The director who made the essential Brat Pack movie, 1985’s St. Elmo’s Fire, kept his word. Months before the movie’s release, A Time to Kill’s test scores had Hollywood smelling a hit. Studios, also smelling a new star, began vying for McConaughey’s future services. And not since Sharon Stone caught America’s attention in Basic Instinct have the media, which was quite taken with him in press screenings, seemed so eager to bestow stardom on an actor’s nether regions. (Whether McConaughey is the next Marlon Brando or Paul Newman has become so public a debate, it’s a wonder Ross Perot hasn’t weighed in on it yet.)
McConaughey mania, fueled by a cover story in Vanity Fair, a profile in Newsweek, and enough TV interviews to make Netanyahu blush, is indeed noteworthy, given a supporting cast that includes such star wattage as Sandra Bullock, Kevin Spacey, and Samuel L. Jackson. It’s even more remarkable — or silly, depending on how you look at it — considering that the general public hasn’t even seen the film yet; if McConaughey is familiar at all, it’s from blink-and-you-miss-him roles in Dazed and Confused, Boys on the Side, and the current Lone Star.
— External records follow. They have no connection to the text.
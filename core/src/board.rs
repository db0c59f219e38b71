use core::ops::Index;
use ndarray::Array2;
use serde::{Deserialize, Serialize};

use crate::*;

/// Grid of cells for one game session, addressed by row-major linear index.
#[derive(Clone, Debug, PartialEq, Eq, Serialize, Deserialize)]
pub struct Board {
    cells: Array2<Cell>,
    mine_count: CellCount,
    revealed_count: CellCount,
}

impl Board {
    fn empty(size: Coord2) -> Self {
        Self {
            cells: Array2::default(size.to_nd_index()),
            mine_count: 0,
            revealed_count: 0,
        }
    }

    /// Builds an unrevealed board with mines at `mines`.
    pub fn from_mine_indexes(size: Coord2, mines: &[CellIndex]) -> Result<Self> {
        let mine_count = CellCount::try_from(mines.len()).unwrap_or(CellCount::MAX);
        BoardConfig::new(size.0, size.1, mine_count)?;

        let mut board = Self::empty(size);
        for &index in mines {
            if index >= board.len() {
                return Err(BoardError::InvalidMineIndex(index));
            }
            let nd_index = board.nd_index(index);
            let cell = &mut board.cells[nd_index];
            if cell.has_mine {
                return Err(BoardError::DuplicateMineIndex(index));
            }
            cell.has_mine = true;
        }
        board.mine_count = mine_count;

        Ok(board)
    }

    pub fn size(&self) -> Coord2 {
        let (rows, cols) = self.cells.dim();
        (cols as Coord, rows as Coord)
    }

    pub fn width(&self) -> Coord {
        self.size().0
    }

    /// Number of cells, also one past the largest valid index.
    pub fn len(&self) -> usize {
        self.cells.len()
    }

    pub fn is_empty(&self) -> bool {
        self.cells.is_empty()
    }

    pub fn total_cells(&self) -> CellCount {
        self.len() as CellCount
    }

    pub fn mine_count(&self) -> CellCount {
        self.mine_count
    }

    pub fn safe_cell_count(&self) -> CellCount {
        self.total_cells() - self.mine_count
    }

    pub fn revealed_count(&self) -> CellCount {
        self.revealed_count
    }

    pub fn validate_index(&self, index: CellIndex) -> Result<CellIndex> {
        if index < self.len() {
            Ok(index)
        } else {
            Err(BoardError::IndexOutOfBounds {
                index,
                len: self.total_cells(),
            })
        }
    }

    pub fn index_of(&self, (x, y): Coord2) -> Result<CellIndex> {
        let (width, height) = self.size();
        if x < width && y < height {
            Ok(usize::from(y) * usize::from(width) + usize::from(x))
        } else {
            Err(BoardError::IndexOutOfBounds {
                index: usize::from(y) * usize::from(width) + usize::from(x),
                len: self.total_cells(),
            })
        }
    }

    pub fn coords_of(&self, index: CellIndex) -> Result<Coord2> {
        let index = self.validate_index(index)?;
        let width = usize::from(self.width());
        Ok(((index % width) as Coord, (index / width) as Coord))
    }

    pub fn get(&self, index: CellIndex) -> Option<Cell> {
        self.validate_index(index).ok().map(|index| self[index])
    }

    /// # Panics
    ///
    /// Panics if `index` is outside the board, see [`Board::get`].
    pub fn has_mine(&self, index: CellIndex) -> bool {
        self[index].has_mine
    }

    /// # Panics
    ///
    /// Panics if `index` is outside the board, see [`Board::get`].
    pub fn is_revealed(&self, index: CellIndex) -> bool {
        self[index].is_revealed
    }

    pub fn neighbors(&self, index: CellIndex, neighborhood: Neighborhood) -> NeighborIter {
        NeighborIter::new(index, self.size(), neighborhood)
    }

    /// Mines among the valid 8-neighborhood of `index`.
    pub fn adjacent_mine_count(&self, index: CellIndex) -> u8 {
        self.neighbors(index, Neighborhood::Moore)
            .filter(|&pos| self[pos].has_mine)
            .count() as u8
    }

    pub fn mine_indexes(&self) -> impl Iterator<Item = CellIndex> + '_ {
        self.cells
            .iter()
            .enumerate()
            .filter(|(_, cell)| cell.has_mine)
            .map(|(index, _)| index)
    }

    /// What a renderer should show at `index` right now.
    ///
    /// # Panics
    ///
    /// Panics if `index` is outside the board.
    pub fn view(&self, index: CellIndex) -> CellView {
        let cell = self[index];
        match (cell.is_revealed, cell.has_mine) {
            (false, _) => CellView::Hidden,
            (true, true) => CellView::Mine,
            (true, false) => CellView::from_adjacent(self.adjacent_mine_count(index)),
        }
    }

    /// Returns whether the cell was hidden before.
    pub(crate) fn mark_revealed(&mut self, index: CellIndex) -> bool {
        let nd_index = self.nd_index(index);
        let cell = &mut self.cells[nd_index];
        if cell.is_revealed {
            return false;
        }
        cell.is_revealed = true;
        self.revealed_count += 1;
        true
    }

    fn nd_index(&self, index: CellIndex) -> [usize; 2] {
        let width = self.cells.ncols();
        [index / width, index % width]
    }
}

impl Index<CellIndex> for Board {
    type Output = Cell;

    fn index(&self, index: CellIndex) -> &Self::Output {
        &self.cells[self.nd_index(index)]
    }
}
But in truth, the most remarkable thing about A Time to Kill is not that it has made McConaughey a star — it’s that it was made at all. The obstacles faced in bringing Grisham’s 1989 novel to the screen started with the author’s reluctance to sell his favorite book to Hollywood. Then there was the challenge of crafting a 140-page screenplay from an immensely popular but meandering and racially inflammatory best-seller, which takes more than 500 pages to tell the story of a white Mississippi lawyer named Jake Brigance (McConaughey) who risks his life and career defending a black man (Jackson) on trial for murdering the two rednecks who raped and tortured his little girl. And there was the arduous, 14-month-long search for an actor to play Jake — a series of hollering debates that nearly derailed the movie before shooting started.
Now the next battle begins. Can a $40 million drama about lawyers (albeit impossibly good-looking ones) compete with this summer’s twisters and space invaders — and go head-to-head with the Summer Olympics? Spacey, last year’s Best Supporting Actor for The Usual Suspects (his name was placed above the title of A Time to Kill after the Oscars), offered one optimistically deadpan answer to that question while on location in Canton, Miss., last December. ”It’s about a black man who’s accused of double murder, who’s on trial,” he said, two months after the country paused to listen to the O.J. Simpson verdict. ”Hmm. I wonder if there’ll be an audience for it.”